Stored data:

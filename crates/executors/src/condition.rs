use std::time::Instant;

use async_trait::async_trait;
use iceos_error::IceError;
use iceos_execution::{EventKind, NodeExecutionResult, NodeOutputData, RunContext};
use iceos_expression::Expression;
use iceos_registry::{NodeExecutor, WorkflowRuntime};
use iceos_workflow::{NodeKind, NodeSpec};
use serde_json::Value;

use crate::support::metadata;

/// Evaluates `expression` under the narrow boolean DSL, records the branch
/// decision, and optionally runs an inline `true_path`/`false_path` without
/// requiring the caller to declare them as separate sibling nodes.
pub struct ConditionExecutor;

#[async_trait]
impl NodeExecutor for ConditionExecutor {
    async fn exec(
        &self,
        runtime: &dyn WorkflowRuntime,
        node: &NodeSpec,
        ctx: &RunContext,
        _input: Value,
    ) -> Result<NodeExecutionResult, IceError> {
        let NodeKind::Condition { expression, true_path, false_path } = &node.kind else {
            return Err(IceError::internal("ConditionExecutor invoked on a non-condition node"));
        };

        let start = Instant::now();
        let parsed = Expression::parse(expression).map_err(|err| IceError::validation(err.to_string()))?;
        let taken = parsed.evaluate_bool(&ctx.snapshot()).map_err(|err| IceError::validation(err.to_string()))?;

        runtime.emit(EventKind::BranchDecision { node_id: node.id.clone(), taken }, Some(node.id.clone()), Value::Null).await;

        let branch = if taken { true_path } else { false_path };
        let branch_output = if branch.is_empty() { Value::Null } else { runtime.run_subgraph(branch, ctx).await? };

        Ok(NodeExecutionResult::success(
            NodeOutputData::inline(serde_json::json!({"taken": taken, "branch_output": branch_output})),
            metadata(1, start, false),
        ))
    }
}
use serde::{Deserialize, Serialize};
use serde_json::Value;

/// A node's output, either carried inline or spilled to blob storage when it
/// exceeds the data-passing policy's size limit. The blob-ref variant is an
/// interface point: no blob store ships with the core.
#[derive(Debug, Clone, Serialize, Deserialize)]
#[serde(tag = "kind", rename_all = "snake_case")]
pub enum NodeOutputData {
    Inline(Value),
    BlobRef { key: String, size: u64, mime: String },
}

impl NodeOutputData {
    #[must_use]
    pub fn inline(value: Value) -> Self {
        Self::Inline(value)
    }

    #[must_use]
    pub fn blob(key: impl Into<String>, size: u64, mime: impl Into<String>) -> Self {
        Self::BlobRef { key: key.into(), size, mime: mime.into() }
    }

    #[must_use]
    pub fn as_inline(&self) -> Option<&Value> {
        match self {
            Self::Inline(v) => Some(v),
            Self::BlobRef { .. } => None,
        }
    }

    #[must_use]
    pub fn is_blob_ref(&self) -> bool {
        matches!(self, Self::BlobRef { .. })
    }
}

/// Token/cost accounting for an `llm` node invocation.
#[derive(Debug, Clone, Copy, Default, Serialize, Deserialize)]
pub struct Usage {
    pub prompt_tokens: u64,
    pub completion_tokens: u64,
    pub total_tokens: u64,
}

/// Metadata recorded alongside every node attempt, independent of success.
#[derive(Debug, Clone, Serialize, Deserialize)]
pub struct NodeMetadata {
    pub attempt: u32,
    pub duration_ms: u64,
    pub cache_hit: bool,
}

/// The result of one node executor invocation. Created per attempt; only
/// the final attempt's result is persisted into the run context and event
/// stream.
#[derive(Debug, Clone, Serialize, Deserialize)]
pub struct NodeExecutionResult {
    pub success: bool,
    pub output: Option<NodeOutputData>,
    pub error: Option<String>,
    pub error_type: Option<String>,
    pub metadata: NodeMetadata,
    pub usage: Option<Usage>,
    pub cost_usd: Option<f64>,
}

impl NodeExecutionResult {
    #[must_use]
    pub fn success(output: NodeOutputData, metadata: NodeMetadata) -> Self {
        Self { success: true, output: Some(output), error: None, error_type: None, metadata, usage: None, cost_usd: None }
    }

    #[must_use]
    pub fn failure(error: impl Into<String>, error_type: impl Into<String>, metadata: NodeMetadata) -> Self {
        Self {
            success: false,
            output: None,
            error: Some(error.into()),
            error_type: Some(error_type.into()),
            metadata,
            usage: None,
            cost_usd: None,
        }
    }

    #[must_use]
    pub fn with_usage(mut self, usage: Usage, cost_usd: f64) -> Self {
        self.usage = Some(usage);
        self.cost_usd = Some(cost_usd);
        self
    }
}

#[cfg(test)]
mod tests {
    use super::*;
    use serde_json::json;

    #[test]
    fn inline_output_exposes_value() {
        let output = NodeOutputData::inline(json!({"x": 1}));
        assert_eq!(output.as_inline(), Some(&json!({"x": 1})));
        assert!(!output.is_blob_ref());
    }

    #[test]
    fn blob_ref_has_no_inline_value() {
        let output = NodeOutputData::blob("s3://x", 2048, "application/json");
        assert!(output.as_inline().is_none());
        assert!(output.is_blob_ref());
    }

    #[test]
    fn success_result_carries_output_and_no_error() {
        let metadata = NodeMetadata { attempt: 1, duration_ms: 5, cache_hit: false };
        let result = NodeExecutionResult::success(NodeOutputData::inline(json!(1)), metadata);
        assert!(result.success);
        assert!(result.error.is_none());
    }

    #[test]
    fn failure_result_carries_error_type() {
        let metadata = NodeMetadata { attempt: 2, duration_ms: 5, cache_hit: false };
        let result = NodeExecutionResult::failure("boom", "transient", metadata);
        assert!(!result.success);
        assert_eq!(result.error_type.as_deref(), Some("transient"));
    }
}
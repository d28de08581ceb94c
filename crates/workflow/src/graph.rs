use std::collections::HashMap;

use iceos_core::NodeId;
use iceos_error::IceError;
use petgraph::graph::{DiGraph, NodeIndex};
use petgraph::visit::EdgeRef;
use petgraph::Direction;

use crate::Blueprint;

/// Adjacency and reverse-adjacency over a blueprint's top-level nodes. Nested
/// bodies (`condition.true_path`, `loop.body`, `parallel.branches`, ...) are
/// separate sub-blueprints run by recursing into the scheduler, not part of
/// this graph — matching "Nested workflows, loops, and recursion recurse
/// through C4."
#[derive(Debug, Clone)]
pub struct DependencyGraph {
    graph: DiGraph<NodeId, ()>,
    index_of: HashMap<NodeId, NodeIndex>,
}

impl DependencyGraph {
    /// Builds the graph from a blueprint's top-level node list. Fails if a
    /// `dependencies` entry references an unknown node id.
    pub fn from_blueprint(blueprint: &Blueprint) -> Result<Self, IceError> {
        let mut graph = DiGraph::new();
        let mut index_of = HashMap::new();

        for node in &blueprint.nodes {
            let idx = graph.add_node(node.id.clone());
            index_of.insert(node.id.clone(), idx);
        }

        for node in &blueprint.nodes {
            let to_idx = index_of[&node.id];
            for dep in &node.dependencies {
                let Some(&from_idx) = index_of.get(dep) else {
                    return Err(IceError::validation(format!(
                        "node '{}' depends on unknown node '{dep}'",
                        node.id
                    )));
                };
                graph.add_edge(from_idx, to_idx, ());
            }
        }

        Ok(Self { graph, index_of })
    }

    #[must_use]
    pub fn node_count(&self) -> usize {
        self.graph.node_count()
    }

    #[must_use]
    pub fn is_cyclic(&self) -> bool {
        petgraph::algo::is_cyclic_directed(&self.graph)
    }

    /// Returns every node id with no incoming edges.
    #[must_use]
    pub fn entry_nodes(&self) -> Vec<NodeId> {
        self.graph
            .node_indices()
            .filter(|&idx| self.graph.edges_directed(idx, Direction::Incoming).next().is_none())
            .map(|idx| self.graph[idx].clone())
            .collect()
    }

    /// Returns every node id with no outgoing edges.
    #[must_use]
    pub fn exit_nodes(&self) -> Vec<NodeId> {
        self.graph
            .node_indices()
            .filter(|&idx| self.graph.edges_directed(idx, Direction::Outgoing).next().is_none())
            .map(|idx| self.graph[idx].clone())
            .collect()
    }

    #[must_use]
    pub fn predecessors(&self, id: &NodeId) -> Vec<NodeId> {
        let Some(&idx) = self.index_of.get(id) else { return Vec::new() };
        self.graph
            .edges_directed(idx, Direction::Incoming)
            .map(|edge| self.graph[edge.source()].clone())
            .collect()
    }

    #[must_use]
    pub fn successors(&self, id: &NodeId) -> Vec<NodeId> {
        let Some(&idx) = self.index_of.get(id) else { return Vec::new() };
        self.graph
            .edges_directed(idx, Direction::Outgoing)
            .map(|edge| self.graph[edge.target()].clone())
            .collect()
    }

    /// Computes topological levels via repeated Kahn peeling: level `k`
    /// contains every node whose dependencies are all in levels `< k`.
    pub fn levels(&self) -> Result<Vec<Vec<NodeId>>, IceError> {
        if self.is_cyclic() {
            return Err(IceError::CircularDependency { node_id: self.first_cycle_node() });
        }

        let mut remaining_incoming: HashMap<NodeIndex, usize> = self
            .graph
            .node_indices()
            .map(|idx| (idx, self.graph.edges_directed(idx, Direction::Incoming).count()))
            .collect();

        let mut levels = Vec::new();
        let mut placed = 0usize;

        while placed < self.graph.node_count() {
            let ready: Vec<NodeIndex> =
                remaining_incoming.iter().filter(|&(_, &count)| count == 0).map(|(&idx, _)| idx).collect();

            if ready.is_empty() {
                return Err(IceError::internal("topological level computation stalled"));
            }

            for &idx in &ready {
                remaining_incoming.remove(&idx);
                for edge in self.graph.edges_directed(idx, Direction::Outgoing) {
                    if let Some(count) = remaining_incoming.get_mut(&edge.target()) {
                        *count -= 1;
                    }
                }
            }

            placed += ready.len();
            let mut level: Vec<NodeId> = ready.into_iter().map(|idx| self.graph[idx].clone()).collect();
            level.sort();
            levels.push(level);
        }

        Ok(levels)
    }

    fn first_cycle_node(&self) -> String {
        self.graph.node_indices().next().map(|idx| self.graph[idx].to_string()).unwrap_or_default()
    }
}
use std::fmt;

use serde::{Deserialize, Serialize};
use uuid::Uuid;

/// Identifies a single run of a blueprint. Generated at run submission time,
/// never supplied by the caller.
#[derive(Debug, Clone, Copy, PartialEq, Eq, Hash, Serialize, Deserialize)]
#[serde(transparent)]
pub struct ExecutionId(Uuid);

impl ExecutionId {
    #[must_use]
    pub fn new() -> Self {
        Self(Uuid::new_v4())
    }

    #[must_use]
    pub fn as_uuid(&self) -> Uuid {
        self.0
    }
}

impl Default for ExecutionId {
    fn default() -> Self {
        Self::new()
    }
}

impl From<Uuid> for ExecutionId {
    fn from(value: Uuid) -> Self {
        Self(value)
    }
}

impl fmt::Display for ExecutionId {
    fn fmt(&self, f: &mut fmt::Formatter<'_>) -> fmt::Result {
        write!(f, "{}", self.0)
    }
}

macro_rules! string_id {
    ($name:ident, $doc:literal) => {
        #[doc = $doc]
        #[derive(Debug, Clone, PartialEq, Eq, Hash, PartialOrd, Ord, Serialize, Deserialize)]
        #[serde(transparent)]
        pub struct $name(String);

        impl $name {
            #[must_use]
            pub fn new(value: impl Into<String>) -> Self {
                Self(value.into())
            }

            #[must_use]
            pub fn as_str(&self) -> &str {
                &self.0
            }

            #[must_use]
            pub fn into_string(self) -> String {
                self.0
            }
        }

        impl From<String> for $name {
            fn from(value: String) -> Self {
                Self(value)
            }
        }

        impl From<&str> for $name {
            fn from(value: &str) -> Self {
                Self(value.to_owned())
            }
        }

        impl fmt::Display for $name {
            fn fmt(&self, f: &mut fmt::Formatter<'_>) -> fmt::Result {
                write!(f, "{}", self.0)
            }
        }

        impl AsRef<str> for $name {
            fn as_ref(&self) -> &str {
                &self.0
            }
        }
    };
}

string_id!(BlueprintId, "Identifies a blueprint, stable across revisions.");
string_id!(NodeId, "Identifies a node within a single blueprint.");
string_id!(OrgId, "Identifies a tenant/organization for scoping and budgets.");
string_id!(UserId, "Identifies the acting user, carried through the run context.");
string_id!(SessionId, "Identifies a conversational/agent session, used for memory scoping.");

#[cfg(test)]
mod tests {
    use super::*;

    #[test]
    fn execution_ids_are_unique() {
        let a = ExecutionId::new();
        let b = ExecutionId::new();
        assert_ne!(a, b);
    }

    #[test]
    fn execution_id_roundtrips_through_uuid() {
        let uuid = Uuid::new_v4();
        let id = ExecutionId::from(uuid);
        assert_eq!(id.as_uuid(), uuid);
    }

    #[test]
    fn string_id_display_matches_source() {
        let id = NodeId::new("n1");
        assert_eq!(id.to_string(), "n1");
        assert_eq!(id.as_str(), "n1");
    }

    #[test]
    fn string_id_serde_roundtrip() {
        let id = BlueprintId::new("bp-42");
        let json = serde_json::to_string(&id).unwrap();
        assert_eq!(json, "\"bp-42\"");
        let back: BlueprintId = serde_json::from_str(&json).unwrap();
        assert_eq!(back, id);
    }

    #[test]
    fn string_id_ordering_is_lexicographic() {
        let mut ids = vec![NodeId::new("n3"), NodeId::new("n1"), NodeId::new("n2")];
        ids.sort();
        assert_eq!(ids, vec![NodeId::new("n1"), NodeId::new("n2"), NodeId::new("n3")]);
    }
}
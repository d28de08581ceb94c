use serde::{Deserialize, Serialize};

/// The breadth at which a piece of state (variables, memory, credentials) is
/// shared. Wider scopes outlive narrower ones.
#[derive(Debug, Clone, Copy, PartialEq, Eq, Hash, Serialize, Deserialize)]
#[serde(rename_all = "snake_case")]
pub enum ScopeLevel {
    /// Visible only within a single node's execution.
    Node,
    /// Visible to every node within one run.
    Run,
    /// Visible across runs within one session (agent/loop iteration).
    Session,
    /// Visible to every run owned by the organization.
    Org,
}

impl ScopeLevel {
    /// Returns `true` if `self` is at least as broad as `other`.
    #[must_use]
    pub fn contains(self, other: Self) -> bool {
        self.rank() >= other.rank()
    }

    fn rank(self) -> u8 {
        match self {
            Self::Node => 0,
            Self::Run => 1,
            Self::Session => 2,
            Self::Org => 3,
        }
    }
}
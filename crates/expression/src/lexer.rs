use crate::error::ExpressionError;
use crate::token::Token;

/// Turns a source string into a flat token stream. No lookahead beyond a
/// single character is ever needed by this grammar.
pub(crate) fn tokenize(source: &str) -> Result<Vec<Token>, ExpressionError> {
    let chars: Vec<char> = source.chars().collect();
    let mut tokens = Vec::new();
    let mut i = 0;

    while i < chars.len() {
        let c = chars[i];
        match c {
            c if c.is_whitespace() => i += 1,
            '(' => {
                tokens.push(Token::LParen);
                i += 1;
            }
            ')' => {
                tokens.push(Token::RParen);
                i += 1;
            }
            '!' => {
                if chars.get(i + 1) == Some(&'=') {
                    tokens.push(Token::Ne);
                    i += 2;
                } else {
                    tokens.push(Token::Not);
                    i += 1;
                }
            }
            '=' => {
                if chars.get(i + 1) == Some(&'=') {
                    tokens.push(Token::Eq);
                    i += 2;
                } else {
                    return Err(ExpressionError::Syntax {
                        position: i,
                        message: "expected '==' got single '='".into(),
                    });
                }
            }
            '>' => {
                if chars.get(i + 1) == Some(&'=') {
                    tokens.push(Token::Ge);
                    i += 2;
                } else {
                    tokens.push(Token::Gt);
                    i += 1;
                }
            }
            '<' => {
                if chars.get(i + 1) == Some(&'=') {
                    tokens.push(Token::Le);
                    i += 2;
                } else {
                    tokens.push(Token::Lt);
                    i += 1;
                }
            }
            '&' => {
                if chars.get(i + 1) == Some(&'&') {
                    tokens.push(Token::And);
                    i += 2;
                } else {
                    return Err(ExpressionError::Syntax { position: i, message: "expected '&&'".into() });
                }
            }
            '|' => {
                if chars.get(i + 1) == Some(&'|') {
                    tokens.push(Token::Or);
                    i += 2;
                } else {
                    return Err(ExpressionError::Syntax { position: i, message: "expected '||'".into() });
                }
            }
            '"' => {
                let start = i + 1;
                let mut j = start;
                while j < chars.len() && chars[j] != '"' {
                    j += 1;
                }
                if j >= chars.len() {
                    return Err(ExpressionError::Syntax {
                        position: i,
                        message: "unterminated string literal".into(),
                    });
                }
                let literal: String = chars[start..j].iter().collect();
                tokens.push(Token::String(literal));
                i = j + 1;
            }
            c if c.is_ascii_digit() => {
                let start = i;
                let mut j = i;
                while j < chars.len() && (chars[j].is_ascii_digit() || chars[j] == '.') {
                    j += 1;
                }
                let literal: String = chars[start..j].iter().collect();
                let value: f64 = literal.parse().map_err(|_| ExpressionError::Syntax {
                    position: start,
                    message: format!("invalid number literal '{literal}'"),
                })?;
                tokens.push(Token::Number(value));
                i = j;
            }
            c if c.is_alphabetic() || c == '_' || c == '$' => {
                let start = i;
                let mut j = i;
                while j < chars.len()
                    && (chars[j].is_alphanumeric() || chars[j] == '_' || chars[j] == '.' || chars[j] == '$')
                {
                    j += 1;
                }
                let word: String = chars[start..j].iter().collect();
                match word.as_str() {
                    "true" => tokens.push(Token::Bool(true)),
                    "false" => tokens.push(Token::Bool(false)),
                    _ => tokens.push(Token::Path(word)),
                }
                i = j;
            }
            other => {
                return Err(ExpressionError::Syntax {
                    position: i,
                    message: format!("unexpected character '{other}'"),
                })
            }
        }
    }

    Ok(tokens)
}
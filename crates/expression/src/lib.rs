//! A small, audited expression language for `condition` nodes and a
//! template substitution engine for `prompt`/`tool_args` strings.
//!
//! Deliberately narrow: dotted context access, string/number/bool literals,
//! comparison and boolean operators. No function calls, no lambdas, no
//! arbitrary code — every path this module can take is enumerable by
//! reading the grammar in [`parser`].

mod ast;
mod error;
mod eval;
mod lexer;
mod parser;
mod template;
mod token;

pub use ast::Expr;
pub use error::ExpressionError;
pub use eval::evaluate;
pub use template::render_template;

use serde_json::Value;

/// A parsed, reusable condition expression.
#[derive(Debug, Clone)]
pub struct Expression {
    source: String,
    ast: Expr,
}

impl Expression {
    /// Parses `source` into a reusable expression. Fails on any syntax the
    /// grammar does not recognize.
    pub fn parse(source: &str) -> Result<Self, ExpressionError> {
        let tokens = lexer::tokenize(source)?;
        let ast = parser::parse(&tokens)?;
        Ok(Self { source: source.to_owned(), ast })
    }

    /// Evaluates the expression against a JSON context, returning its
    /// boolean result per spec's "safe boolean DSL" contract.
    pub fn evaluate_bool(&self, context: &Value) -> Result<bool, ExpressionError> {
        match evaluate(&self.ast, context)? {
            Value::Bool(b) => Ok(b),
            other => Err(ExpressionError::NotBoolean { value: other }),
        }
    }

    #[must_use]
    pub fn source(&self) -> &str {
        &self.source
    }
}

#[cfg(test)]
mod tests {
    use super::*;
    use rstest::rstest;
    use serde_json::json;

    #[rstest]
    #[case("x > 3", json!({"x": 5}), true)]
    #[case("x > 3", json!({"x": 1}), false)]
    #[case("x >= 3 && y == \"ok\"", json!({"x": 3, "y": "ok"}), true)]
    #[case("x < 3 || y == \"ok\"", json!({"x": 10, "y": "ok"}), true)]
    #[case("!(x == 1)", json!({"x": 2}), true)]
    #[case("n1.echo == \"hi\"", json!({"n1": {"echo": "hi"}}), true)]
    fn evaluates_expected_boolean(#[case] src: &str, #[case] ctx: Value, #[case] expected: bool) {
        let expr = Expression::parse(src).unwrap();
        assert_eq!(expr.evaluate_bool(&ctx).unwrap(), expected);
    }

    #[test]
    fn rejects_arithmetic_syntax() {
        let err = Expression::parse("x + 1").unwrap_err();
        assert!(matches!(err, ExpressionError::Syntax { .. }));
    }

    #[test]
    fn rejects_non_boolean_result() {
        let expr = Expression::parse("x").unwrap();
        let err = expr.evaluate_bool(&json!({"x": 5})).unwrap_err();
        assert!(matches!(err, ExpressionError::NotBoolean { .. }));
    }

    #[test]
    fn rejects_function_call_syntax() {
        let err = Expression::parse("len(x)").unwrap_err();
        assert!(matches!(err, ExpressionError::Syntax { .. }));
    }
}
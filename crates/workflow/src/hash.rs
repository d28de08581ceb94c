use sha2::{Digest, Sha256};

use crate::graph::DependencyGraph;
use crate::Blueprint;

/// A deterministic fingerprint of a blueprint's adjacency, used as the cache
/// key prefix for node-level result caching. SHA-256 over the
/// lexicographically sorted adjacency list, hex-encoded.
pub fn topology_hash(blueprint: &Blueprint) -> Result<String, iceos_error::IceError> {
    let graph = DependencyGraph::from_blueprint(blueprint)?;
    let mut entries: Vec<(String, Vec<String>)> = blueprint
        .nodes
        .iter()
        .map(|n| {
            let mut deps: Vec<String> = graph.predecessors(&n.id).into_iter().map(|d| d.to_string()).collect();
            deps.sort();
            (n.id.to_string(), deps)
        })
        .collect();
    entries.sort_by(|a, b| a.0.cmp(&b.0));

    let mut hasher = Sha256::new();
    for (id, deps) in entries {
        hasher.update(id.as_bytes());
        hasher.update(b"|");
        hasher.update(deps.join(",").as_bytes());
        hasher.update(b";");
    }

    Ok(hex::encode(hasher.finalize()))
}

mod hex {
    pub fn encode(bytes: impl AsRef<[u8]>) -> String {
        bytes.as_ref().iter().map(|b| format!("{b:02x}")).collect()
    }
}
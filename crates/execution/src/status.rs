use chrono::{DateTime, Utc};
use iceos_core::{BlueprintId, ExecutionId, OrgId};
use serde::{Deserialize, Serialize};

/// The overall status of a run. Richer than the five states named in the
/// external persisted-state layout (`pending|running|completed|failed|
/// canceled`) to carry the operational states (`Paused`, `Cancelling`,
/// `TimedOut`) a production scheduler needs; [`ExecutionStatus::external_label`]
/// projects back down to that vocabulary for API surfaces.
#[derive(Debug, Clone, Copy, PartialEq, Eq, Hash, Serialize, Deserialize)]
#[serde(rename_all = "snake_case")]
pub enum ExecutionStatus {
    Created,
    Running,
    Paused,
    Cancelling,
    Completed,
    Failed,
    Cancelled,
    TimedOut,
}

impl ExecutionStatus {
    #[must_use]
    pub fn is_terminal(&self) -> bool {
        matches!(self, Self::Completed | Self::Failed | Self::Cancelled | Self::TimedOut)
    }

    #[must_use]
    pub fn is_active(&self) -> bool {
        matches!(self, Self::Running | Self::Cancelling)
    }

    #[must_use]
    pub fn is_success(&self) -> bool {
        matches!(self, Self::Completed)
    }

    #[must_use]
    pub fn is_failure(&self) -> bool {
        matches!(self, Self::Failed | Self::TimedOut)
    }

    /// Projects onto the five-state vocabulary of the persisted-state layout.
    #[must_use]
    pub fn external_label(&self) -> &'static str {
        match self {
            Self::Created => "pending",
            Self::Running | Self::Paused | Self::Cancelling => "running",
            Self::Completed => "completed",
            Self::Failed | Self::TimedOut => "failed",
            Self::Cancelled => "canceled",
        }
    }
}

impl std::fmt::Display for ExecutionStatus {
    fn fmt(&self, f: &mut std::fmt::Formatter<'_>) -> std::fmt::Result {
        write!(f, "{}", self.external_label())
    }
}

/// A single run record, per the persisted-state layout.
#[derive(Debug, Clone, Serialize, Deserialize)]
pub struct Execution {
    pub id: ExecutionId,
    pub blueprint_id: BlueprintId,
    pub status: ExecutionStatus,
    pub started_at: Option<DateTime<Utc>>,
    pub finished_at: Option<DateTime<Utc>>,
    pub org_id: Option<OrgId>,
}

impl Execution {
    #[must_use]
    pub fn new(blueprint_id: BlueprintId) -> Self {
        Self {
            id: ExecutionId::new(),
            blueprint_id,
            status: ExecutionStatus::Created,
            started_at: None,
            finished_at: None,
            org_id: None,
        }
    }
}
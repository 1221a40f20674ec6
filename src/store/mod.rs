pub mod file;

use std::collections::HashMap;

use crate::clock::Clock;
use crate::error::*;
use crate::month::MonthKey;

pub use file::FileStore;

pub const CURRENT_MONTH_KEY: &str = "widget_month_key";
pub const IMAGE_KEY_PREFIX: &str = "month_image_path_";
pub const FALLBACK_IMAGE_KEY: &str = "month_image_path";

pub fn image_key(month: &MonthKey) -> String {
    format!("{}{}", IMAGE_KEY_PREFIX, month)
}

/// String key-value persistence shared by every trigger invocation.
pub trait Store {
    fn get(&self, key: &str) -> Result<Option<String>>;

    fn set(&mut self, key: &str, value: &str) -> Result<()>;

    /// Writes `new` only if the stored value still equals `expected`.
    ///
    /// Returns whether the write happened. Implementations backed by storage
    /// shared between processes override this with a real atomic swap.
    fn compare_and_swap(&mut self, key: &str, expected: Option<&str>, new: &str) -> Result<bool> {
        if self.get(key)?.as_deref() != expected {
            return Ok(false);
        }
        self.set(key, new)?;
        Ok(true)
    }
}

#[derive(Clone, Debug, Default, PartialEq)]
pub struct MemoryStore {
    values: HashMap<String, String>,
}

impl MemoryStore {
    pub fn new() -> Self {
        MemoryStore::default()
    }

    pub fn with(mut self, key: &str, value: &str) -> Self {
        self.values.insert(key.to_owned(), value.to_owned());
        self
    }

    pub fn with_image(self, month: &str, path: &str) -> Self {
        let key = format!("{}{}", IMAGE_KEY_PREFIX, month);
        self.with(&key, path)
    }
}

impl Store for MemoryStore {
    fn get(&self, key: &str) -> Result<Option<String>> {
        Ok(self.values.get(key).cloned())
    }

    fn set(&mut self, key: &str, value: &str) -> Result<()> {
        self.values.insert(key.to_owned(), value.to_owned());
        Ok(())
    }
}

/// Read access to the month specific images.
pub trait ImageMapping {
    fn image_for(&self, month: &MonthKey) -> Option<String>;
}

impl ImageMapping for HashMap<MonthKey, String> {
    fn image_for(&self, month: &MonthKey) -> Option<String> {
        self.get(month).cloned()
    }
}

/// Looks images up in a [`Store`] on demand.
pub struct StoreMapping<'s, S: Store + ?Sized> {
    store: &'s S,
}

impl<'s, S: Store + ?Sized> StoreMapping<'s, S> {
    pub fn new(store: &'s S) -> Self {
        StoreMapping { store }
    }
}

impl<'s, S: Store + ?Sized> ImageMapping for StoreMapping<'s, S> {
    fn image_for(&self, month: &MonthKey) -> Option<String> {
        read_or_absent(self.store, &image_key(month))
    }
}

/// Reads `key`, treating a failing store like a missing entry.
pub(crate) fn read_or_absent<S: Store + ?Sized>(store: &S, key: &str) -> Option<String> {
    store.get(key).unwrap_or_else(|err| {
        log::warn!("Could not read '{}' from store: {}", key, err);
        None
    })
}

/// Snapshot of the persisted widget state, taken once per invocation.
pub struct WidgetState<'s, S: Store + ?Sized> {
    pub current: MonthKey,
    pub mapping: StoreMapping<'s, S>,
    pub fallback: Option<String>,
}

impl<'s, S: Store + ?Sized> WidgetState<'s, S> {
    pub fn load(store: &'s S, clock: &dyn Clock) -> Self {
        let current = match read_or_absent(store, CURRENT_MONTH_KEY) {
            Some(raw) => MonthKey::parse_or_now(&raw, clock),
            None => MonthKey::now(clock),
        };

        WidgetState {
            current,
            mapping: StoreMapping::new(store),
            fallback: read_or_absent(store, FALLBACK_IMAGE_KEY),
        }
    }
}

→ Exercise brief
All lines of the records above that carry the word "WidgetState" should be listed.

→ Answer below
pub struct WidgetState<'s, S: Store + ?Sized> {
impl<'s, S: Store + ?Sized> WidgetState<'s, S> {
        WidgetState {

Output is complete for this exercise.